UMA ESPÉCIE DE BARBÁRIE
(parte inicial do primeiro capítulo do livro)
Testemunho a favor de um povo pelo qual ninguém mais clamou por sua força e dimensão exatas.
— Kateb Yacine
Kateb Yacine é, segundo ele mesmo, um bárbaro. Com uma simplicidade desconcertante, ele declarou: “Sinto que tenho tantas coisas a dizer que é melhor que eu não seja demasiado culto. Tenho que manter uma espécie de barbárie, tenho que permanecer bárbaro”. A fórmula é bela, incisiva. Temos a impressão de compreendê-la imediatamente.
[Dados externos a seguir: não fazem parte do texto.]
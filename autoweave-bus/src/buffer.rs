//! Bounded publish buffering with an oldest-drop overflow policy.
//!
//! Producers enqueue without blocking; a single flush task drains the
//! buffer to the backend in FIFO order, which is what preserves
//! per-signature event order across a backend outage. When the backend is
//! unreachable the publisher reports Degraded, keeps buffering under the
//! same bound, and flushes everything on reconnect.

use std::collections::VecDeque;
use std::sync::atomic::{AtomicU64, Ordering};
use std::sync::Arc;
use std::time::Duration;

use parking_lot::Mutex;
use serde::Serialize;
use tokio::sync::{watch, Notify};
use tokio::task::JoinHandle;
use tracing::{debug, info, warn};

use crate::{BusError, EventBus};

#[derive(Debug, Clone)]
pub struct PublisherConfig {
    /// Maximum buffered messages before the oldest is dropped.
    pub capacity: usize,
    /// Per-attempt publish timeout; the backend must be durable for at
    /// least this long.
    pub publish_timeout: Duration,
    /// Delay between reconnect attempts while Degraded.
    pub retry_interval: Duration,
}

impl Default for PublisherConfig {
    fn default() -> Self {
        Self {
            capacity: 1024,
            publish_timeout: Duration::from_secs(5),
            retry_interval: Duration::from_millis(500),
        }
    }
}

#[derive(Debug, Clone, Copy, PartialEq, Eq)]
pub enum PublisherHealth {
    Healthy,
    /// The backend is unreachable; events are buffered.
    Degraded,
}

/// Counters exposed for the metrics contract.
#[derive(Debug, Clone, Copy, Default, Serialize)]
pub struct PublisherCounters {
    pub published: u64,
    /// Messages discarded by the oldest-drop policy.
    pub dropped: u64,
}

struct Queued {
    /// Identity tag: the flush task peeks the front, publishes without the
    /// lock held, and must only pop the entry it actually published — the
    /// drop policy may have discarded it in the meantime.
    seq: u64,
    stream: String,
    fields: Vec<(String, String)>,
}

/// Non-blocking producer front-end over an [`EventBus`] backend.
pub struct BufferedPublisher {
    config: PublisherConfig,
    queue: Arc<Mutex<VecDeque<Queued>>>,
    enqueued: Arc<Notify>,
    next_seq: AtomicU64,
    published: Arc<AtomicU64>,
    dropped: Arc<AtomicU64>,
    health_tx: watch::Sender<PublisherHealth>,
    health_rx: watch::Receiver<PublisherHealth>,
    flusher: Mutex<Option<JoinHandle<()>>>,
}

impl BufferedPublisher {
    pub fn new(bus: Arc<dyn EventBus>, config: PublisherConfig) -> Self {
        let queue = Arc::new(Mutex::new(VecDeque::new()));
        let enqueued = Arc::new(Notify::new());
        let published = Arc::new(AtomicU64::new(0));
        let dropped = Arc::new(AtomicU64::new(0));
        let (health_tx, health_rx) = watch::channel(PublisherHealth::Healthy);

        let flusher = tokio::spawn(flush_loop(
            bus,
            config.clone(),
            Arc::clone(&queue),
            Arc::clone(&enqueued),
            Arc::clone(&published),
            health_tx.clone(),
        ));

        Self {
            config,
            queue,
            enqueued,
            next_seq: AtomicU64::new(0),
            published,
            dropped,
            health_tx,
            health_rx,
            flusher: Mutex::new(Some(flusher)),
        }
    }

    /// Enqueue a message for publication. Never blocks; when the buffer is
    /// full the oldest entry is discarded and counted.
    pub fn enqueue(&self, stream: &str, fields: Vec<(String, String)>) {
        let mut queue = self.queue.lock();
        if queue.len() >= self.config.capacity {
            queue.pop_front();
            let total = self.dropped.fetch_add(1, Ordering::Relaxed) + 1;
            warn!(stream, dropped_total = total, "publish buffer full, dropped oldest event");
        }
        queue.push_back(Queued {
            seq: self.next_seq.fetch_add(1, Ordering::Relaxed),
            stream: stream.to_string(),
            fields,
        });
        drop(queue);
        // notify_one stores a permit when the flusher is not yet parked,
        // so an enqueue racing the empty-queue check is never lost.
        self.enqueued.notify_one();
    }

    pub fn health(&self) -> PublisherHealth {
        *self.health_rx.borrow()
    }

    pub fn subscribe_health(&self) -> watch::Receiver<PublisherHealth> {
        self.health_rx.clone()
    }

    pub fn counters(&self) -> PublisherCounters {
        PublisherCounters {
            published: self.published.load(Ordering::Relaxed),
            dropped: self.dropped.load(Ordering::Relaxed),
        }
    }

    /// Number of messages waiting in the buffer.
    pub fn backlog(&self) -> usize {
        self.queue.lock().len()
    }

    /// Stop the flush task. Messages still buffered are abandoned; callers
    /// that care drain via [`backlog`](Self::backlog) first.
    pub async fn shutdown(&self) {
        let handle = self.flusher.lock().take();
        if let Some(handle) = handle {
            handle.abort();
            let _ = handle.await;
        }
        let _ = self.health_tx.send(PublisherHealth::Healthy);
    }
}

async fn flush_loop(
    bus: Arc<dyn EventBus>,
    config: PublisherConfig,
    queue: Arc<Mutex<VecDeque<Queued>>>,
    enqueued: Arc<Notify>,
    published: Arc<AtomicU64>,
    health_tx: watch::Sender<PublisherHealth>,
) {
    loop {
        // Peek rather than pop: the message stays queued (and subject to
        // the drop bound) until the backend accepts it.
        let next = {
            let queue = queue.lock();
            queue
                .front()
                .map(|q| (q.seq, q.stream.clone(), q.fields.clone()))
        };

        let Some((seq, stream, fields)) = next else {
            enqueued.notified().await;
            continue;
        };

        let attempt = tokio::time::timeout(config.publish_timeout, bus.publish(&stream, &fields));
        match attempt.await {
            Ok(Ok(id)) => {
                {
                    let mut queue = queue.lock();
                    if queue.front().map(|q| q.seq) == Some(seq) {
                        queue.pop_front();
                    }
                }
                published.fetch_add(1, Ordering::Relaxed);
                if *health_tx.borrow() == PublisherHealth::Degraded {
                    info!(stream, "bus reachable again, resuming normal publishing");
                    let _ = health_tx.send(PublisherHealth::Healthy);
                }
                debug!(stream, %id, "published buffered event");
            }
            Ok(Err(BusError::Unavailable(reason))) => {
                if *health_tx.borrow() != PublisherHealth::Degraded {
                    warn!(stream, %reason, "bus unavailable, entering degraded buffering");
                    let _ = health_tx.send(PublisherHealth::Degraded);
                }
                tokio::time::sleep(config.retry_interval).await;
            }
            Ok(Err(BusError::Protocol(reason))) => {
                // A protocol error will not heal by retrying this message.
                warn!(stream, %reason, "dropping message the backend rejected");
                let mut queue = queue.lock();
                if queue.front().map(|q| q.seq) == Some(seq) {
                    queue.pop_front();
                }
            }
            Err(_elapsed) => {
                if *health_tx.borrow() != PublisherHealth::Degraded {
                    warn!(stream, "publish timed out, entering degraded buffering");
                    let _ = health_tx.send(PublisherHealth::Degraded);
                }
                tokio::time::sleep(config.retry_interval).await;
            }
        }
    }
}

#[cfg(test)]
mod tests {
    use super::*;
    use crate::MemoryBus;

    async fn drained(publisher: &BufferedPublisher) {
        for _ in 0..200 {
            if publisher.backlog() == 0 {
                return;
            }
            tokio::time::sleep(Duration::from_millis(5)).await;
        }
        panic!("publisher did not drain");
    }

    #[tokio::test]
    async fn publishes_in_fifo_order() {
        let bus = Arc::new(MemoryBus::new());
        let publisher = BufferedPublisher::new(bus.clone(), PublisherConfig::default());
        for i in 0..10u32 {
            publisher.enqueue("s", vec![("n".into(), i.to_string())]);
        }
        drained(&publisher).await;
        let order: Vec<String> = bus
            .snapshot("s")
            .iter()
            .map(|m| m.fields["n"].clone())
            .collect();
        assert_eq!(order, (0..10).map(|i| i.to_string()).collect::<Vec<_>>());
        publisher.shutdown().await;
    }

    #[tokio::test]
    async fn outage_buffers_and_flushes_in_order() {
        let bus = Arc::new(MemoryBus::new());
        let publisher = BufferedPublisher::new(
            bus.clone(),
            PublisherConfig {
                retry_interval: Duration::from_millis(10),
                ..Default::default()
            },
        );

        bus.set_available(false);
        for i in 0..20u32 {
            publisher.enqueue("s", vec![("n".into(), i.to_string())]);
        }
        tokio::time::sleep(Duration::from_millis(50)).await;
        assert_eq!(publisher.health(), PublisherHealth::Degraded);
        assert_eq!(bus.stream_len("s"), 0);

        bus.set_available(true);
        drained(&publisher).await;
        assert_eq!(publisher.health(), PublisherHealth::Healthy);
        let order: Vec<String> = bus
            .snapshot("s")
            .iter()
            .map(|m| m.fields["n"].clone())
            .collect();
        assert_eq!(order, (0..20).map(|i| i.to_string()).collect::<Vec<_>>());
        publisher.shutdown().await;
    }

    #[tokio::test]
    async fn overflow_drops_oldest_and_counts() {
        let bus = Arc::new(MemoryBus::new());
        bus.set_available(false);
        let publisher = BufferedPublisher::new(
            bus.clone(),
            PublisherConfig {
                capacity: 4,
                retry_interval: Duration::from_millis(10),
                ..Default::default()
            },
        );
        for i in 0..10u32 {
            publisher.enqueue("s", vec![("n".into(), i.to_string())]);
        }
        assert_eq!(publisher.counters().dropped, 6);

        bus.set_available(true);
        drained(&publisher).await;
        // The newest four survive, still in order.
        let order: Vec<String> = bus
            .snapshot("s")
            .iter()
            .map(|m| m.fields["n"].clone())
            .collect();
        assert_eq!(order, ["6", "7", "8", "9"]);
        publisher.shutdown().await;
    }
}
A cultura é uma gula que torna o espírito obeso e impotente. A barbárie, uma vitalidade primitiva que permite a escrita verdadeira, o gesto puro, a poesia. Paradoxalmente, temos vontade de lhe dedicar um brilho erudito. Kateb Yacine estaria reativando, assim, o par nietzschiano Apolo-Dionísio para declarar a tensão íntima que agita o gesto criador entre a ordem e o caos, a medida e o húbris, enfim, entre a cultura e a barbárie? É claro que essa conversa poderia acontecer, cada um com a mão no queixo e a bunda confortavelmente sentada, em um ambiente que seria a exata antítese da “espécie de barbárie” que convém manter para que ainda se tenha “coisas a dizer”. Não, a fórmula de Kateb Yacine não pode sofrer tal tratamento. É uma fórmula mágica.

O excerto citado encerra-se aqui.